_Task prompt_: Search the data for the string "that", and report each line where it is found.

[Stored entries]
use super::board::{project_board, Board};
use super::pipeline_model::{Opportunity, PipelineStage};
use super::pipeline_traits::{OpportunityReaderTrait, OpportunityWriterTrait, PipelineServiceTrait};
use crate::errors::{Error, Result};
use crate::events::{DomainEvent, DomainEventSink, NoOpDomainEventSink};
use async_trait::async_trait;
use chrono::{DateTime, Utc};
use log::{debug, error, info};
use std::collections::HashMap;
use std::sync::{Arc, Mutex, RwLock};
use tokio::runtime::Handle;
use tokio::sync::oneshot;
use tokio::task::JoinHandle;

/// A dispatched stage update.
///
/// Dropping it does not cancel the update; awaiting [`TransitionRequest::outcome`]
/// yields the write collaborator's result unchanged.
#[derive(Debug)]
pub struct TransitionRequest {
    opportunity_id: String,
    stage: PipelineStage,
    handle: JoinHandle<Result<()>>,
}

impl TransitionRequest {
    pub fn opportunity_id(&self) -> &str {
        &self.opportunity_id
    }

    pub fn stage(&self) -> PipelineStage {
        self.stage
    }

    pub async fn outcome(self) -> Result<()> {
        self.handle.await?
    }
}

/// Owns the opportunity snapshot and applies stage transitions.
///
/// The snapshot is only ever replaced wholesale by [`PipelineServiceTrait::refresh`];
/// transitions never patch it locally.
///
/// Transitions are dispatched on the caller's Tokio runtime, or on the runtime
/// that was current when the service was built (see [`PipelineService::with_runtime`]).
/// Updates for the same opportunity reach the writer in dispatch order.
pub struct PipelineService {
    reader: Arc<dyn OpportunityReaderTrait>,
    writer: Arc<dyn OpportunityWriterTrait>,
    snapshot: RwLock<Arc<Vec<Opportunity>>>,
    event_sink: Arc<dyn DomainEventSink>,
    runtime: Option<Handle>,
    // Completion signal of the latest dispatched update, per opportunity id.
    in_flight: Mutex<HashMap<String, oneshot::Receiver<()>>>,
}

impl PipelineService {
    pub fn new(
        reader: Arc<dyn OpportunityReaderTrait>,
        writer: Arc<dyn OpportunityWriterTrait>,
    ) -> Self {
        Self {
            reader,
            writer,
            snapshot: RwLock::new(Arc::new(Vec::new())),
            event_sink: Arc::new(NoOpDomainEventSink),
            runtime: Handle::try_current().ok(),
            in_flight: Mutex::new(HashMap::new()),
        }
    }

    /// Sets the runtime used for transitions requested outside of any runtime.
    pub fn with_runtime(mut self, runtime: Handle) -> Self {
        self.runtime = Some(runtime);
        self
    }

    /// Sets the domain event sink for this service.
    pub fn with_event_sink(mut self, event_sink: Arc<dyn DomainEventSink>) -> Self {
        self.event_sink = event_sink;
        self
    }

    fn replace_snapshot(&self, opportunities: Vec<Opportunity>) {
        let fresh = Arc::new(opportunities);
        match self.snapshot.write() {
            Ok(mut guard) => *guard = fresh,
            Err(poisoned) => *poisoned.into_inner() = fresh,
        }
    }

    fn dispatch_runtime(&self) -> Result<Handle> {
        Handle::try_current()
            .ok()
            .or_else(|| self.runtime.clone())
            .ok_or_else(|| {
                Error::Unexpected(
                    "No Tokio runtime available to dispatch the stage change".to_string(),
                )
            })
    }

    /// Registers `done` as the latest update for `opportunity_id` and returns
    /// the signal of the update dispatched before it, if any.
    fn enqueue(
        &self,
        opportunity_id: &str,
        done: oneshot::Receiver<()>,
    ) -> Option<oneshot::Receiver<()>> {
        let mut in_flight = match self.in_flight.lock() {
            Ok(guard) => guard,
            Err(poisoned) => poisoned.into_inner(),
        };
        in_flight.insert(opportunity_id.to_string(), done)
    }
}

#[async_trait]
impl PipelineServiceTrait for PipelineService {
    async fn refresh(&self) -> Result<usize> {
        let opportunities = self.reader.list_opportunities().await?;
        let count = opportunities.len();
        self.replace_snapshot(opportunities);
        debug!("Pipeline snapshot refreshed with {} opportunities", count);
        Ok(count)
    }

    fn snapshot(&self) -> Arc<Vec<Opportunity>> {
        match self.snapshot.read() {
            Ok(guard) => Arc::clone(&guard),
            Err(poisoned) => Arc::clone(&poisoned.into_inner()),
        }
    }

    fn board(&self, now: DateTime<Utc>) -> Board {
        project_board(&self.snapshot(), now)
    }

    fn transition(&self, opportunity_id: &str, target_stage: &str) -> Result<TransitionRequest> {
        let stage: PipelineStage = target_stage.parse()?;
        self.transition_to(opportunity_id, stage)
    }

    /// Spawns the update and returns at once.
    ///
    /// Every stage may move to every other stage. An update waits for the
    /// previous update of the same opportunity to finish, so the last
    /// requested stage is the one that persists.
    fn transition_to(
        &self,
        opportunity_id: &str,
        stage: PipelineStage,
    ) -> Result<TransitionRequest> {
        let runtime = self.dispatch_runtime()?;
        let writer = Arc::clone(&self.writer);
        let event_sink = Arc::clone(&self.event_sink);
        let id = opportunity_id.to_string();

        let (done_tx, done_rx) = oneshot::channel::<()>();
        let previous = self.enqueue(opportunity_id, done_rx);

        debug!("Requesting stage change of {} to {}", id, stage);
        let handle = runtime.spawn(async move {
            // Dropped when this update finishes, releasing the next one.
            let _done = done_tx;
            if let Some(previous) = previous {
                let _ = previous.await;
            }

            match writer.update_opportunity_stage(&id, stage).await {
                Ok(()) => {
                    info!("Opportunity {} moved to {}", id, stage);
                    event_sink.emit(DomainEvent::opportunity_stage_changed(id.clone(), stage));
                    if stage == PipelineStage::Won {
                        event_sink.emit(DomainEvent::opportunity_won(id));
                    }
                    Ok(())
                }
                Err(e) => {
                    error!("Failed to move opportunity {} to {}: {}", id, stage, e);
                    Err(e)
                }
            }
        });

        Ok(TransitionRequest {
            opportunity_id: opportunity_id.to_string(),
            stage,
            handle,
        })
    }
}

_Written response_:
/// that was current when the service was built (see [`PipelineService::with_runtime`]).
    /// requested stage is the one that persists.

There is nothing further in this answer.